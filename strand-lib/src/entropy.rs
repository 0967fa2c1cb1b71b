use keynesis::{key::ed25519::SecretKey, memsec::Scrubbed as _, Seed};
use rand_core::{CryptoRng, RngCore};
use std::{
    convert::TryFrom,
    fmt::{self, Formatter},
    str::FromStr,
};

/// 64 random bytes from which the node's identity is derived
///
/// The entropy alone is not enough to recover the identity: the secret
/// key is derived from the entropy and a password (see
/// [`Entropy::derive_secret_key`]). The entropy is stored hex encoded in a
/// file so the same identity (and the same peer address public key
/// segment) survives restarts.
#[derive(Clone, PartialEq, Eq)]
pub struct Entropy([u8; Self::SIZE]);

impl Entropy {
    pub const SIZE: usize = 64;

    pub fn generate<RNG>(mut rng: RNG) -> Self
    where
        RNG: RngCore + CryptoRng,
    {
        let mut entropy = Self([0; Self::SIZE]);

        rng.fill_bytes(&mut entropy.0);

        entropy
    }

    /// derive the identity's secret key
    ///
    /// this is deterministic: the same entropy and password always
    /// produce the same key. The derivation is purposely slow.
    pub fn derive_secret_key(self, password: &str) -> SecretKey {
        let seed = Seed::derive_from_key(self, password);

        SecretKey::new(&mut seed.into_rand_chacha())
    }
}

impl Drop for Entropy {
    fn drop(&mut self) {
        self.0.scrub()
    }
}

impl AsRef<[u8]> for Entropy {
    fn as_ref(&self) -> &[u8] {
        self.0.as_ref()
    }
}

impl fmt::Display for Entropy {
    fn fmt(&self, f: &mut Formatter<'_>) -> fmt::Result {
        f.write_str(&hex::encode(&self.0))
    }
}

impl fmt::Debug for Entropy {
    fn fmt(&self, f: &mut Formatter<'_>) -> fmt::Result {
        f.debug_tuple("Entropy").field(&"..").finish()
    }
}

impl FromStr for Entropy {
    type Err = hex::FromHexError;
    fn from_str(s: &str) -> Result<Self, Self::Err> {
        Self::try_from(s.trim())
    }
}

impl<'a> TryFrom<&'a str> for Entropy {
    type Error = hex::FromHexError;
    fn try_from(value: &'a str) -> Result<Self, Self::Error> {
        let mut entropy = Entropy([0; Self::SIZE]);

        hex::decode_to_slice(value, &mut entropy.0)?;

        Ok(entropy)
    }
}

◇ ◇ ◇ ◇ ◇ ◇ ◇

WORK REQUIRED: Using the records above, report the count of lines holding "CryptoRng" and nothing else.

FINAL ANSWER: 2